## WHAT IS BEING ASKED:
The number of lines holding "ready" is all you should give; count them in the records below.

## RECORDS PROVIDED:
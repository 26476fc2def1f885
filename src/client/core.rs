use crate::adapter::{AiAdapter, HealthStatus};
use crate::client::builder::RelayClientBuilder;
use crate::client::processor::{QueryProcessor, DROPPED_CHUNKS_KEY};
use crate::config::{BufferSettings, RelayConfig};
use crate::streaming::{
    self, spawn_auto_flush, AutoFlushHandle, ChunkEvent, ChunkSink, ResponseBuffer,
    StreamHandler, StreamTask,
};
use crate::telemetry::Observer;
use crate::types::{AiResponse, QueryRequest};
use crate::{Error, Result};
use futures::StreamExt;
use std::sync::atomic::{AtomicU64, Ordering};
use std::sync::{Arc, Mutex, PoisonError};
use tracing::{debug, info};

/// Entry point: resilient queries and buffered, interruptible streaming
/// over one adapter.
pub struct RelayClient {
    processor: QueryProcessor,
    streams: StreamHandler,
    buffer: BufferSettings,
    observer: Arc<dyn Observer>,
}

impl RelayClient {
    pub fn builder(config: RelayConfig) -> RelayClientBuilder {
        RelayClientBuilder::new(config)
    }

    pub(crate) fn new(
        processor: QueryProcessor,
        streams: StreamHandler,
        buffer: BufferSettings,
        observer: Arc<dyn Observer>,
    ) -> Self {
        Self {
            processor,
            streams,
            buffer,
            observer,
        }
    }

    /// Connect and verify the adapter. `Ok(false)` means connected but unhealthy.
    pub async fn initialize(&self) -> Result<bool> {
        let ready = self.adapter().initialize().await?;
        info!(provider = self.adapter().provider(), ready, "Relay client initialized");
        Ok(ready)
    }

    /// Run a query through retry and validation.
    ///
    /// Never fails: exhausted retries and rejected responses come back as an
    /// unsuccessful [`AiResponse`].
    pub async fn ask(&self, request: QueryRequest) -> AiResponse {
        self.processor.answer(&request).await
    }

    /// Convenience for a query with default parameters.
    pub async fn ask_text(&self, query: &str) -> AiResponse {
        match QueryRequest::new(query) {
            Ok(request) => self.ask(request).await,
            Err(e) => AiResponse::failure(&e, 0),
        }
    }

    /// Stream a query's answer into `display`, coalesced by a [`ResponseBuffer`].
    ///
    /// `display` receives flushed text: by size, by the configured flush
    /// interval, and once more when the stream ends for any reason. Fails with
    /// [`Error::StreamActive`] while another stream is running.
    pub async fn ask_streaming<F>(&self, request: QueryRequest, display: F) -> Result<StreamTask>
    where
        F: FnMut(&str) + Send + 'static,
    {
        if self.streams.is_streaming() {
            return Err(Error::StreamActive {
                stream_id: self.streams.current_stream_id().unwrap_or_default(),
            });
        }

        let chunks = self.processor.process_streaming_query(&request).await?;

        let mut buffer =
            ResponseBuffer::from_settings(&self.buffer).with_observer(self.observer.clone());
        buffer.set_display_callback(display);
        let buffer = Arc::new(Mutex::new(buffer));
        let auto_flush = spawn_auto_flush(buffer.clone(), self.buffer.flush_interval());
        let sink = BufferedSink {
            buffer,
            auto_flush: Some(auto_flush),
        };

        // The running drop count rides on chunk metadata, which `contents` strips.
        let dropped = Arc::new(AtomicU64::new(0));
        let counter = dropped.clone();
        let chunks = chunks
            .inspect(move |item| {
                let count = item
                    .as_ref()
                    .ok()
                    .and_then(|chunk| chunk.metadata.get(DROPPED_CHUNKS_KEY))
                    .and_then(|v| v.as_u64());
                if let Some(count) = count {
                    counter.store(count, Ordering::SeqCst);
                }
            })
            .boxed();

        let task = self
            .streams
            .start_stream(streaming::contents(chunks), sink)?
            .with_dropped_counter(dropped);
        debug!(stream_id = task.stream_id(), "Streaming query started");
        Ok(task)
    }

    /// Interrupt the running stream, if any.
    pub fn interrupt(&self) -> bool {
        self.streams.interrupt_stream()
    }

    pub fn is_streaming(&self) -> bool {
        self.streams.is_streaming()
    }

    pub async fn health(&self) -> HealthStatus {
        self.adapter().get_health_status().await
    }

    /// Interrupt any stream and release the adapter's resources.
    pub async fn shutdown(&self) {
        if self.streams.interrupt_stream() {
            debug!("Interrupted active stream during shutdown");
        }
        self.adapter().cleanup().await;
        info!(provider = self.adapter().provider(), "Relay client shut down");
    }

    pub fn processor(&self) -> &QueryProcessor {
        &self.processor
    }

    pub fn stream_handler(&self) -> &StreamHandler {
        &self.streams
    }

    pub fn adapter(&self) -> &Arc<dyn AiAdapter> {
        self.processor.adapter()
    }
}

/// Feeds delivered chunks into a shared buffer; flushes when the stream ends.
struct BufferedSink {
    buffer: Arc<Mutex<ResponseBuffer>>,
    auto_flush: Option<AutoFlushHandle>,
}

impl BufferedSink {
    fn finish(&mut self) {
        // Dropping the handle stops the ticker.
        self.auto_flush.take();
        self.buffer
            .lock()
            .unwrap_or_else(PoisonError::into_inner)
            .flush();
    }
}

impl ChunkSink for BufferedSink {
    fn on_chunk(&mut self, chunk: &ChunkEvent) {
        if chunk.is_final {
            self.finish();
            return;
        }
        self.buffer
            .lock()
            .unwrap_or_else(PoisonError::into_inner)
            .add_chunk(&chunk.content);
    }

    fn on_error(&mut self, _error: &Error) {
        self.finish();
    }
}

impl Drop for BufferedSink {
    fn drop(&mut self) {
        self.finish();
    }
}

#[cfg(test)]
mod tests {
    use super::*;
    use crate::adapter::ChunkStream;
    use crate::config::ServiceConfig;
    use crate::connection::ConnectionState;
    use crate::types::{QueryParams, StreamingChunk};
    use async_trait::async_trait;
    use futures::StreamExt;
    use std::collections::HashMap;

    struct Words(Vec<&'static str>);

    #[async_trait]
    impl AiAdapter for Words {
        fn provider(&self) -> &str {
            "words"
        }

        async fn initialize(&self) -> Result<bool> {
            Ok(true)
        }

        async fn send_query(&self, query: &str, _params: &QueryParams) -> Result<AiResponse> {
            Ok(AiResponse::success(query.to_uppercase()))
        }

        async fn send_streaming_query(
            &self,
            _query: &str,
            _params: &QueryParams,
        ) -> Result<ChunkStream> {
            let n = self.0.len() as u64;
            let mut items: Vec<Result<StreamingChunk>> = self
                .0
                .iter()
                .enumerate()
                .map(|(i, w)| Ok(StreamingChunk::new(*w, i as u64)))
                .collect();
            items.push(Ok(StreamingChunk::terminal(n)));
            Ok(futures::stream::iter(items).boxed())
        }

        async fn get_health_status(&self) -> HealthStatus {
            HealthStatus {
                provider: "words".into(),
                endpoint: "https://words.test".into(),
                healthy: true,
                connection_state: ConnectionState::Connected,
                connection_attempts: 1,
                last_connection_time: None,
                details: HashMap::new(),
            }
        }

        async fn cleanup(&self) {}
    }

    fn client(words: Vec<&'static str>, buffer_size: usize) -> RelayClient {
        let mut config = RelayConfig::new(ServiceConfig::new(
            "test",
            "https://words.test",
            "key",
            "model",
        ));
        config.buffer.buffer_size = buffer_size;
        RelayClient::builder(config)
            .with_logging(false)
            .build_with_adapter(Arc::new(Words(words)))
            .unwrap()
    }

    #[tokio::test]
    async fn test_ask_returns_response() {
        let client = client(vec![], 100);
        let resp = client.ask_text("hello").await;
        assert!(resp.success);
        assert_eq!(resp.content, "HELLO");
    }

    #[tokio::test]
    async fn test_ask_text_rejects_blank() {
        let client = client(vec![], 100);
        let resp = client.ask_text("  ").await;
        assert!(!resp.success);
        assert_eq!(resp.error_type.as_deref(), Some("validation_error"));
    }

    #[tokio::test]
    async fn test_streaming_flushes_everything_at_end() {
        let client = client(vec!["Hello", ", ", "world"], 1000);
        let seen = Arc::new(Mutex::new(Vec::<String>::new()));
        let sink = seen.clone();
        let task = client
            .ask_streaming(QueryRequest::new("q").unwrap(), move |text: &str| {
                sink.lock().unwrap().push(text.to_string())
            })
            .await
            .unwrap();
        let outcome = task.wait().await;
        assert!(outcome.is_success());
        assert_eq!(seen.lock().unwrap().concat(), "Hello, world");
        assert!(!client.is_streaming());
    }

    #[tokio::test]
    async fn test_streaming_flushes_by_size() {
        let client = client(vec!["aaaa", "bbbb", "cc"], 4);
        let seen = Arc::new(Mutex::new(Vec::<String>::new()));
        let sink = seen.clone();
        let task = client
            .ask_streaming(QueryRequest::new("q").unwrap(), move |text: &str| {
                sink.lock().unwrap().push(text.to_string())
            })
            .await
            .unwrap();
        task.wait().await;
        let seen = seen.lock().unwrap();
        assert_eq!(seen.as_slice(), ["aaaa", "bbbb", "cc"]);
    }
}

## FINAL ANSWER:
3